Requirement => Where does the word "unity" show up in the data? Please find each such line and copy it.

Listed records =>
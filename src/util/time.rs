//! Time utilities for the real-time core

use std::time::{Duration, Instant, SystemTime, UNIX_EPOCH};

/// Get current Unix timestamp in milliseconds
pub fn unix_millis() -> u64 {
    SystemTime::now()
        .duration_since(UNIX_EPOCH)
        .unwrap_or(Duration::ZERO)
        .as_millis() as u64
}

/// Server start time for uptime tracking
static SERVER_START: std::sync::OnceLock<Instant> = std::sync::OnceLock::new();

/// Initialize server start time (call once at startup)
pub fn init_server_time() {
    SERVER_START.get_or_init(Instant::now);
}

/// Get server uptime in seconds
pub fn uptime_secs() -> u64 {
    SERVER_START
        .get()
        .map(|start| start.elapsed().as_secs())
        .unwrap_or(0)
}

/// Physics tick target: ~60 Hz regardless of message volume
pub const PHYSICS_TICK_MS: u64 = 16;

/// Interval between idle-timeout sweeps of the plaza registry
pub const IDLE_SWEEP_SECS: u64 = 30;
//! Integration tests for monitor-audio.
//!
//! These drive the transport-agnostic [`ProcessCore`] together with the real
//! metering and recording pipelines, the same way the JACK process handler
//! does. Tests that need a live JACK server sit next to the engine and are
//! marked `#[ignore]`.

use std::path::Path;
use std::sync::Arc;
use std::time::Duration;

use monitor_audio::{
    gain, Controls, EngineStats, MeterBank, MeterWorker, ProcessCore, RecordingSession,
    RecordingShared, Route, RoutingMode,
};

const FRAMES: usize = 128;

/// One period of a sine at the given amplitude.
fn sine_block(amplitude: f32) -> Vec<f32> {
    (0..FRAMES)
        .map(|n| amplitude * (std::f32::consts::TAU * n as f32 / FRAMES as f32).sin())
        .collect()
}

/// Runs one period through the core with the given input blocks.
fn drive(core: &mut ProcessCore, inputs: &[Vec<f32>], outputs: usize) -> Vec<Vec<f32>> {
    let mut outs = vec![vec![-1.0f32; FRAMES]; outputs];
    let ok = core.run_period(
        FRAMES,
        |i, dst| dst.copy_from_slice(&inputs[i][..dst.len()]),
        |o, src| outs[o][..src.len()].copy_from_slice(src),
    );
    assert!(ok);
    outs
}

/// Reads a mono 24-bit WAV back into floats.
fn read_wav_samples(path: &Path) -> (u32, Vec<f32>) {
    let data = std::fs::read(path).unwrap();
    assert_eq!(&data[0..4], b"RIFF");
    assert_eq!(&data[8..12], b"WAVE");

    let sample_rate = u32::from_le_bytes([data[24], data[25], data[26], data[27]]);
    let data_size = u32::from_le_bytes([data[40], data[41], data[42], data[43]]) as usize;
    assert_eq!(data.len(), 44 + data_size, "header size fields must match the file");

    let samples = data[44..]
        .chunks_exact(3)
        .map(|b| {
            let sign = if b[2] & 0x80 != 0 { 0xFF } else { 0x00 };
            i32::from_le_bytes([b[0], b[1], b[2], sign]) as f32 / 8_388_607.0
        })
        .collect();
    (sample_rate, samples)
}

#[test]
fn test_simple_mode_end_to_end_scenario() {
    // Six inputs to a stereo monitor: select channel 3 (0-based 2), trim
    // channel 2 by 6 dB, mute channel 1.
    let controls = Arc::new(Controls::new(6, 2, 0));
    let meters = Arc::new(MeterBank::new(6));
    let recording = Arc::new(RecordingShared::new(6));
    let mut core = ProcessCore::new(
        Arc::clone(&controls),
        meters,
        recording,
        Vec::new(),
        Arc::new(EngineStats::default()),
        FRAMES,
    );

    controls.select_channel(2);
    controls.set_gain_db(1, -6.0).unwrap();
    controls.set_mute(0, true).unwrap();

    let inputs: Vec<Vec<f32>> = (0..6).map(|i| sine_block(0.1 + i as f32 * 0.05)).collect();
    let outs = drive(&mut core, &inputs, 2);

    let settings = controls.settings();
    assert_eq!(settings.selected, Some(2));
    assert!((gain::linear_to_db(settings.input_gains[1]) + 6.0).abs() < 1e-5);
    assert!(settings.input_mutes[0]);

    // Both monitor outputs carry channel 3 at its own (unity) gain,
    // unaffected by the settings on channels 1 and 2.
    for out in &outs {
        for (n, &sample) in out.iter().enumerate() {
            assert!((sample - inputs[2][n]).abs() < 1e-6);
        }
    }
}

#[test]
fn test_matrix_mode_end_to_end_scenario() {
    // Input 1 to output 1 at unity and to output 2 at half amplitude.
    let controls = Arc::new(Controls::new(6, 2, 0));
    let meters = Arc::new(MeterBank::new(6));
    let recording = Arc::new(RecordingShared::new(6));
    let mut core = ProcessCore::new(
        Arc::clone(&controls),
        meters,
        recording,
        Vec::new(),
        Arc::new(EngineStats::default()),
        FRAMES,
    );

    controls.set_mode(RoutingMode::Matrix);
    controls.set_route(0, 0, 1.0).unwrap();
    controls.set_route(0, 1, 0.5).unwrap();

    let routes = controls.routes();
    assert_eq!(routes.len(), 2);
    assert!(routes.contains(&Route {
        input: 0,
        output: 0,
        gain: 1.0
    }));
    assert!(routes.contains(&Route {
        input: 0,
        output: 1,
        gain: 0.5
    }));

    let mut inputs = vec![vec![0.0; FRAMES]; 6];
    inputs[0] = sine_block(0.1);
    let outs = drive(&mut core, &inputs, 2);

    // Below the soft-clip threshold the outputs track the ideal routing.
    for n in 0..FRAMES {
        assert!((outs[0][n] - inputs[0][n]).abs() < 1e-3);
        assert!((outs[1][n] - 0.5 * inputs[0][n]).abs() < 1e-3);
    }
}

#[test]
fn test_control_changes_apply_on_the_next_period() {
    let controls = Arc::new(Controls::new(1, 1, 0));
    let mut core = ProcessCore::new(
        Arc::clone(&controls),
        Arc::new(MeterBank::new(1)),
        Arc::new(RecordingShared::new(1)),
        Vec::new(),
        Arc::new(EngineStats::default()),
        FRAMES,
    );

    let inputs = vec![vec![0.5; FRAMES]];
    let outs = drive(&mut core, &inputs, 1);
    assert!(outs[0].iter().all(|&s| (s - 0.5).abs() < 1e-6));

    controls.set_gain_linear(0, 0.0).unwrap();
    let outs = drive(&mut core, &inputs, 1);
    assert!(outs[0].iter().all(|&s| s == 0.0));
}

#[test]
fn test_gain_state_round_trip() {
    let controls = Arc::new(Controls::new(4, 2, 0));

    controls.set_gain_linear(3, 0.5).unwrap();
    let settings = controls.settings();
    assert_eq!(settings.input_gains[3], 0.5);
    // 20*log10(0.5)
    assert!((gain::linear_to_db(settings.input_gains[3]) + 6.0206).abs() < 1e-3);

    // Silent channel reports the sentinel floor, not -inf.
    controls.set_gain_linear(0, 0.0).unwrap();
    let db = gain::linear_to_db(controls.settings().input_gains[0]);
    assert!(db.is_finite());
    assert!(db <= -200.0);
}

#[test]
fn test_muted_channel_outputs_silence_but_records_raw() {
    let dir = tempfile::tempdir().unwrap();
    let recording = Arc::new(RecordingShared::new(2));
    let (session, producers) =
        RecordingSession::start(dir.path(), 2, 48000, FRAMES * 32, Arc::clone(&recording))
            .unwrap();

    let controls = Arc::new(Controls::new(2, 2, 0));
    let mut core = ProcessCore::new(
        Arc::clone(&controls),
        Arc::new(MeterBank::new(2)),
        Arc::clone(&recording),
        producers,
        Arc::new(EngineStats::default()),
        FRAMES,
    );

    controls.select_channel(0);
    controls.set_mute(0, true).unwrap();

    let signal = sine_block(0.5);
    let inputs = vec![signal.clone(), vec![0.0; FRAMES]];
    for _ in 0..4 {
        let outs = drive(&mut core, &inputs, 2);
        // The muted selection is silent on the monitor.
        assert!(outs.iter().all(|out| out.iter().all(|&s| s == 0.0)));
    }

    let session_dir = session.dir().to_path_buf();
    session.stop();

    // The recorded file carries the raw, unmuted signal.
    let (rate, samples) = read_wav_samples(&session_dir.join("channel_1.wav"));
    assert_eq!(rate, 48000);
    assert_eq!(samples.len(), FRAMES * 4);
    for (n, &sample) in samples.iter().enumerate() {
        assert!(
            (sample - signal[n % FRAMES]).abs() < 1e-5,
            "sample {n} diverged from the raw input"
        );
    }

    assert_eq!(recording.dropped_blocks(), vec![0, 0]);
}

#[test]
fn test_queue_overflow_is_counted_and_never_fatal() {
    let dir = tempfile::tempdir().unwrap();
    let recording = Arc::new(RecordingShared::new(1));
    // Capacity below one period: every block overflows.
    let (session, producers) =
        RecordingSession::start(dir.path(), 1, 48000, FRAMES / 2, Arc::clone(&recording))
            .unwrap();

    let controls = Arc::new(Controls::new(1, 1, 0));
    let mut core = ProcessCore::new(
        controls,
        Arc::new(MeterBank::new(1)),
        Arc::clone(&recording),
        producers,
        Arc::new(EngineStats::default()),
        FRAMES,
    );

    let inputs = vec![vec![0.5; FRAMES]];
    for _ in 0..25 {
        drive(&mut core, &inputs, 1);
    }
    assert_eq!(recording.dropped_blocks(), vec![25]);

    // Drop counters increase monotonically under sustained overload.
    for _ in 0..25 {
        drive(&mut core, &inputs, 1);
    }
    assert_eq!(recording.dropped_blocks(), vec![50]);

    let session_dir = session.dir().to_path_buf();
    session.stop();

    // The writer still produced a valid, finalized file.
    let (rate, samples) = read_wav_samples(&session_dir.join("channel_1.wav"));
    assert_eq!(rate, 48000);
    assert!(samples.is_empty());
}

#[test]
fn test_metering_pipeline_publishes_smoothed_levels() {
    let controls = Arc::new(Controls::new(1, 1, 0));
    let meters = Arc::new(MeterBank::new(1));
    let mut core = ProcessCore::new(
        Arc::clone(&controls),
        Arc::clone(&meters),
        Arc::new(RecordingShared::new(1)),
        Vec::new(),
        Arc::new(EngineStats::default()),
        FRAMES,
    );
    controls.select_channel(0);

    let worker = MeterWorker::spawn(Arc::clone(&meters));

    // Feed a constant 0.4 signal across several 50ms meter ticks.
    let inputs = vec![vec![0.4; FRAMES]];
    for _ in 0..10 {
        drive(&mut core, &inputs, 1);
        std::thread::sleep(Duration::from_millis(20));
    }
    worker.stop();

    let levels = meters.levels();
    assert!(levels[0].peak > 0.05, "peak never published: {levels:?}");
    assert!(levels[0].peak <= 0.41);
    assert!(levels[0].rms > 0.05, "rms never published: {levels:?}");
    assert!(levels[0].rms <= 0.41);
}

#[test]
fn test_preset_load_is_atomic_and_clearable() {
    let controls = Arc::new(Controls::new(4, 4, 0));
    controls.set_route(0, 0, 0.3).unwrap();

    controls
        .load_preset(&[
            Route {
                input: 1,
                output: 1,
                gain: 0.9,
            },
            Route {
                input: 2,
                output: 0,
                gain: 0.6,
            },
        ])
        .unwrap();
    assert_eq!(controls.routes().len(), 2);

    // An invalid preset is rejected whole; the table is unchanged.
    assert!(controls
        .load_preset(&[Route {
            input: 0,
            output: 99,
            gain: 1.0,
        }])
        .is_err());
    assert_eq!(controls.routes().len(), 2);

    controls.clear_all_routes();
    assert!(controls.routes().is_empty());
}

Solved problem =>
    // Both monitor outputs carry channel 3 at its own (unity) gain,
    // Input 1 to output 1 at unity and to output 2 at half amplitude.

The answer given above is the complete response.